図1のグラフは、厚さ3.8ミクロンの無機シリカライト-2ゼオライト膜を通る観測されたパーミアンスのデータを示す。データは、一般に、より小さい動力学的直径を有する分子が、より大きい動力学的直径を有する分子と比較して、膜をより容易に通過する、すなわち、より高いパーミアンスを有することを示す。異なる分子のパーミアンスまたは「透過速度」は、ガス分子の動力学的直径に依存するが、場合によっては拡散性、ガス溶解度、膜の厚さ、および温度(場合によってはある程度までガス圧による)を含み得る因子にも依存する。このデータは、9:1または13:1という高い選択ガス対間の選択比を示唆している。(Chemistry Letters 2015,44,1592-1594)。
【0021】
「選択性」または「選択比」は、ガス混合物中の第2のガスのパーミアンスに対するガス混合物中の1つのガスのパーミアンスの比を指す。説明される方法の例では、ガス混合物中の希釈ガス(または安定化ガス)である第1のガスの、試薬ガスである第2のガスに対する選択比は、少なくとも3、5、10、または15であり得、これは、第1の(安定化または希釈剤)ガスのパーミアンスが、第2の(試薬)ガスのパーミアンスの少なくとも3、5、10、または15倍であり得ることを意味する。
【0022】
分離膜の様々な例が以前に説明されており、不純物を非常に低濃度で含有するガスから不純物を除去するための特定の分離膜の使用が説明されている。例えば、Vorotyntsev,Vladimir M.,et al.,Germane high purification by membrane gas separation,Desalination 200(2006)232-233;Vorotyntsev,V.M.,et al.,High purification of substances by a gas separation method,Desalination 240(2009)301-305を参照されたい。Vorotyntsevの論文は、高純度ガス流(例えば、純度99%超)から微量レベルの夾雑物を除去するための膜分離に焦点を当てているが、これらの論文に記載されている膜は、不純物の典型的な量よりも高い濃度の2つのガス、例えば両方ともガス混合物の少なくとも5、10、20、または30%の濃度で存在する2つのガスを含有するガス混合物からガスを分離するために、本明細書の方法において有用であり得る。
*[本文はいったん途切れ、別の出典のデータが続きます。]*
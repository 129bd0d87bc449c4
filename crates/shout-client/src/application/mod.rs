//! Application layer: use cases for the client.

pub mod send_batch;

pub use send_batch::{send_batch, FlowReport};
これらのタイプのガス混合物については、同じまたは類似のタイプの膜が分離方法において使用され得るが、場合により、膜を通る安定化ガスのパーミアンスを増加させるため、または試薬ガスに対する安定化ガスまたは希釈ガスのより速い速度(より高いパーミアンス)を可能にするために膜の選択性を増加させるために、1つまたは複数の調整されたプロセス特徴を有する。調整され得るプロセスの特徴には、とりわけ、膜の厚さ、ガス温度、ガス流量が含まれる。
【0023】
分離膜は、任意の有用な材料から作製されてもよく、従来、薄い多孔質シートもしくはフィルム構造、または中空管の形態である。多くの分離膜は高分子であり、ポリジメチルシロキサン、アセテートセルロース、ポリテトラフルオロエチレンまたはパーフルオロ化スルホカチオナイト(perfluorinate sulfocationite)などの高分子から形成される。他の例は、セラミック材料から形成されてもよく、または結晶性ゼオライト、または金属有機構造体、ナノ粒子シリカ、ナノポーラスカーボン膜、ペロブスカイト、貴金属、ポリイミド、ポリスルホン、セルロースアセテート、ポリアラミド、ポリエチレン、ポリフェニレンオキシドなどから形成されたフィルムの形態であってもよい。分離膜は市販もされている。市販の膜の例としては、とりわけ、Air Products’(PRISM Membranes)によって販売されているもの、Fuji Chemicals(FUJIFILM)によって販売されているもの、ならびにIGS,Praxair,Air Liquide,Parker Gas Separation,Ube,NATCO,Kvaernerによって販売されている他のものが挙げられる。
【0024】
説明されるプロセスのガス混合物は、任意の2つのガスの混合物であり得、ガスのうちの1つは、サイズ(例えば、動力学的直径)、化学的性質、またはガスの分子が第1の通過速度で分離膜を通過することを可能にする他の物理的もしくは化学的特性を有し、一方、ガス混合物中の第2のガスは、ガスが分離膜を全く通過することを可能にしない、または第2のガスが第1の通過速度よりも遅い通過速度で膜を通過することを可能にする特性を有する。
【0025】
有用な分離膜は、ガス混合物からガスを少なくとも部分的に分離するのに有効なものである。膜は、特定のタイプまたはサイズを有するガス混合物のすべてのガス分子が膜を通過することを可能にする必要はなく、異なるサイズまたはタイプのガス混合物中のすべてのガス分子が膜を完全に通過することを防止する必要はない。膜が、ガス混合物の異なるガスと比較して、膜を通るガス混合物の1つのガスのより容易な通過(より高いパーミアンス)を可能にする場合、膜は分離膜として有効であり得る。説明される特に有用または好ましい方法では、ガス混合物の1つのタイプのガス分子(例えば、希釈ガスまたは安定化ガス)は、ガス混合物の第2のガス分子(例えば、試薬ガス)が膜を通過する速度の少なくとも3、5、10、15、25、30、50、または100倍の速度(パーミアンス)で膜を通過してもよく、この速度はガス混合物中の2つの個々のガスの濃度とは無関係である。例えば、これは、膜の反対側が減圧状態で、膜と接触するガス混合物中に2つの異なるタイプのガス分子が等しい濃度で存在する場合、第1の分子は、第2のガス分子が膜を通過する速度の少なくとも3、5、10、15、25、30 50、または100倍である膜を通過する速度(パーミアンス)を有することを意味する。
【0026】
図2は、2つ(またはそれを超える)タイプの構成ガスを含有するガス混合物から1つのタイプのガス(「構成ガス」)を分離する、すなわち少なくとも部分的に分離するために分離膜を使用する方法を概略的に示す。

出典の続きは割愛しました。